• _SUPPLIED MATERIAL_
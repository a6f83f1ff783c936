use std::fmt;
use std::str::FromStr;

use chrono::{DateTime, Utc};
use serde::{Deserialize, Serialize};
use serde_json::Value;

use crate::error::LoadError;

/// Một tuần trên timeline cùng ảnh và ghi chú.
#[derive(Debug, Clone, Serialize, Deserialize, PartialEq, Eq, Default)]
pub struct WeekRecord {
    #[serde(default, deserialize_with = "whole_number")]
    pub week: i64,
    #[serde(default, skip_serializing_if = "Option::is_none")]
    pub start: Option<String>,
    #[serde(default, skip_serializing_if = "Option::is_none")]
    pub end: Option<String>,
    #[serde(default, skip_serializing_if = "Option::is_none")]
    pub comment: Option<String>,
    #[serde(default, deserialize_with = "null_as_empty")]
    pub photos: Vec<String>,
}

/// Hai nhóm tuần hiển thị: trước và sau.
#[derive(Debug, Clone, Copy, Serialize, Deserialize, PartialEq, Eq, Hash)]
#[serde(rename_all = "snake_case")]
pub enum Section {
    Pre,
    Post,
}

impl Section {
    pub const ALL: [Section; 2] = [Section::Pre, Section::Post];

    pub fn label(self) -> &'static str {
        match self {
            Section::Pre => "Pre",
            Section::Post => "Post",
        }
    }

    /// Khóa trong `timeline.json`.
    pub fn key(self) -> &'static str {
        match self {
            Section::Pre => "pre",
            Section::Post => "post",
        }
    }

    /// Id container mặc định trên trang tổng.
    pub fn container_id(self) -> &'static str {
        match self {
            Section::Pre => "pre-list",
            Section::Post => "post-list",
        }
    }

    /// Id phần tử đếm số tuần trên trang landing.
    pub fn count_id(self) -> &'static str {
        match self {
            Section::Pre => "pre-count",
            Section::Post => "post-count",
        }
    }
}

impl fmt::Display for Section {
    fn fmt(&self, f: &mut fmt::Formatter<'_>) -> fmt::Result {
        f.write_str(self.label())
    }
}

impl FromStr for Section {
    type Err = String;

    fn from_str(value: &str) -> Result<Self, Self::Err> {
        match value.trim().to_ascii_lowercase().as_str() {
            "pre" => Ok(Section::Pre),
            "post" => Ok(Section::Post),
            other => Err(format!("Section không hợp lệ: {other}")),
        }
    }
}

/// Gốc của tài liệu `timeline.json`.
#[derive(Debug, Clone, Serialize, Deserialize, PartialEq, Eq)]
pub struct TimelineDocument {
    #[serde(
        rename = "generatedAt",
        default,
        deserialize_with = "lenient_timestamp",
        skip_serializing_if = "Option::is_none"
    )]
    pub generated_at: Option<DateTime<Utc>>,
    pub pre: Vec<WeekRecord>,
    pub post: Vec<WeekRecord>,
}

#[derive(Deserialize)]
struct RawDocument {
    #[serde(rename = "generatedAt", default, deserialize_with = "lenient_timestamp")]
    generated_at: Option<DateTime<Utc>>,
    #[serde(default)]
    pre: Option<Vec<WeekRecord>>,
    #[serde(default)]
    post: Option<Vec<WeekRecord>>,
}

impl TimelineDocument {
    /// Đọc tài liệu từ chuỗi JSON.
    pub fn parse(body: &str) -> Result<Self, LoadError> {
        let value: Value =
            serde_json::from_str(body).map_err(|err| LoadError::MalformedBody(err.to_string()))?;
        Self::from_value(value)
    }

    /// Đọc tài liệu từ `serde_json::Value`; thiếu cả `pre` lẫn `post` là lỗi.
    pub fn from_value(value: Value) -> Result<Self, LoadError> {
        if !value.is_object() {
            return Err(LoadError::MalformedBody(
                "tài liệu gốc không phải object".to_string(),
            ));
        }

        let raw: RawDocument = serde_json::from_value(value)
            .map_err(|err| LoadError::MalformedBody(err.to_string()))?;

        if raw.pre.is_none() && raw.post.is_none() {
            return Err(LoadError::MalformedBody(
                "thiếu cả `pre` và `post`".to_string(),
            ));
        }

        Ok(Self {
            generated_at: raw.generated_at,
            pre: raw.pre.unwrap_or_default(),
            post: raw.post.unwrap_or_default(),
        })
    }

    pub fn section(&self, section: Section) -> &[WeekRecord] {
        match section {
            Section::Pre => &self.pre,
            Section::Post => &self.post,
        }
    }
}

/// `generatedAt` chỉ là metadata: chuỗi không phải RFC 3339 hay kiểu khác đều thành `None`.
fn lenient_timestamp<'de, D>(deserializer: D) -> Result<Option<DateTime<Utc>>, D::Error>
where
    D: serde::Deserializer<'de>,
{
    let value = Option::<Value>::deserialize(deserializer)?;
    Ok(value
        .as_ref()
        .and_then(Value::as_str)
        .and_then(|text| DateTime::parse_from_rfc3339(text.trim()).ok())
        .map(|ts| ts.with_timezone(&Utc)))
}

/// Số tuần: nhận số nguyên hoặc số thực không có phần lẻ (`2.0`); `null` là 0.
fn whole_number<'de, D>(deserializer: D) -> Result<i64, D::Error>
where
    D: serde::Deserializer<'de>,
{
    use serde::de::Error;

    let Some(number) = Option::<serde_json::Number>::deserialize(deserializer)? else {
        return Ok(0);
    };
    if let Some(week) = number.as_i64() {
        return Ok(week);
    }
    match number.as_f64() {
        Some(week) if week.fract() == 0.0 && week.abs() < i64::MAX as f64 => Ok(week as i64),
        _ => Err(D::Error::custom(format!("week không phải số nguyên: {number}"))),
    }
}

fn null_as_empty<'de, D>(deserializer: D) -> Result<Vec<String>, D::Error>
where
    D: serde::Deserializer<'de>,
{
    Ok(Option::<Vec<String>>::deserialize(deserializer)?.unwrap_or_default())
}
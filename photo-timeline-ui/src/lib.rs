//! Phần DOM của timeline ảnh: thẻ tuần, lightbox, banner lỗi.

#[cfg(target_arch = "wasm32")]
mod banner;
#[cfg(target_arch = "wasm32")]
mod cards;
#[cfg(target_arch = "wasm32")]
mod lightbox;
mod once;
#[cfg(target_arch = "wasm32")]
mod styles;

#[cfg(target_arch = "wasm32")]
pub use banner::{render_counts, render_error};
#[cfg(target_arch = "wasm32")]
pub use cards::{clear_container, render_section};
#[cfg(target_arch = "wasm32")]
pub use lightbox::{install_lightbox, DomSurface, SharedLightbox};
pub use once::{bind_once, BindingMarker, LIGHTBOX_BOUND_ATTR};
#[cfg(target_arch = "wasm32")]
pub use styles::ensure_styles;

/// Selector lưới ảnh của một tuần; phạm vi điều hướng của lightbox.
pub const PHOTO_GRID_SELECTOR: &str = ".photos-grid";
/// Ảnh nằm trong lưới, đích của click ủy quyền.
pub const GRID_IMAGE_SELECTOR: &str = ".photos-grid img";

#[cfg(target_arch = "wasm32")]
mod wasm_ui {
    use wasm_bindgen::prelude::*;
    use web_sys::Document;

    /// Gắn lightbox cho trang đã có sẵn lưới ảnh.
    ///
    /// Trả về `false` nếu không có overlay hoặc overlay đã được gắn trước đó
    /// (ví dụ bởi `start_timeline`).
    #[wasm_bindgen]
    pub fn mount_lightbox(overlay_id: &str) -> Result<bool, JsValue> {
        let document: Document = web_sys::window()
            .and_then(|window| window.document())
            .ok_or_else(|| JsValue::from_str("Không truy cập được document"))?;

        crate::styles::ensure_styles(&document)?;
        Ok(crate::lightbox::install_lightbox(&document, overlay_id)?.is_some())
    }
}

#[cfg(target_arch = "wasm32")]
pub use wasm_ui::mount_lightbox;

#[cfg(not(target_arch = "wasm32"))]
pub fn mount_lightbox(_: &str) -> Result<bool, wasm_bindgen::JsValue> {
    Err(wasm_bindgen::JsValue::from_str(
        "photo-timeline-ui chỉ hỗ trợ biên dịch target wasm32",
    ))
}
//! Bridge WASM <-> JavaScript: tải `timeline.json` và dựng trang.

mod config;
#[cfg(target_arch = "wasm32")]
mod loader;
#[cfg(target_arch = "wasm32")]
mod page;

pub use config::JsViewerConfig;

#[cfg(target_arch = "wasm32")]
mod bindings {
    use wasm_bindgen::prelude::*;

    use crate::config::decode_config;
    use crate::page;

    /// Khởi động trang timeline. `config` là object tùy chọn (camelCase) ghi đè mặc định.
    #[wasm_bindgen]
    pub async fn start_timeline(config: Option<JsValue>) -> Result<(), JsValue> {
        console_error_panic_hook::set_once();
        let config = decode_config(config)?;
        page::start(config).await
    }

    /// Điền số tuần vào `#pre-count` / `#post-count` của trang landing.
    #[wasm_bindgen]
    pub async fn load_counts(config: Option<JsValue>) -> Result<(), JsValue> {
        console_error_panic_hook::set_once();
        let config = decode_config(config)?;
        page::show_counts(config).await
    }
}

#[cfg(target_arch = "wasm32")]
pub use bindings::{load_counts, start_timeline};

• _TRY IT_
If a line above holds the string "Result", count it; give the final total as the only output.

• _RESPONSE TO THIS TASK_
11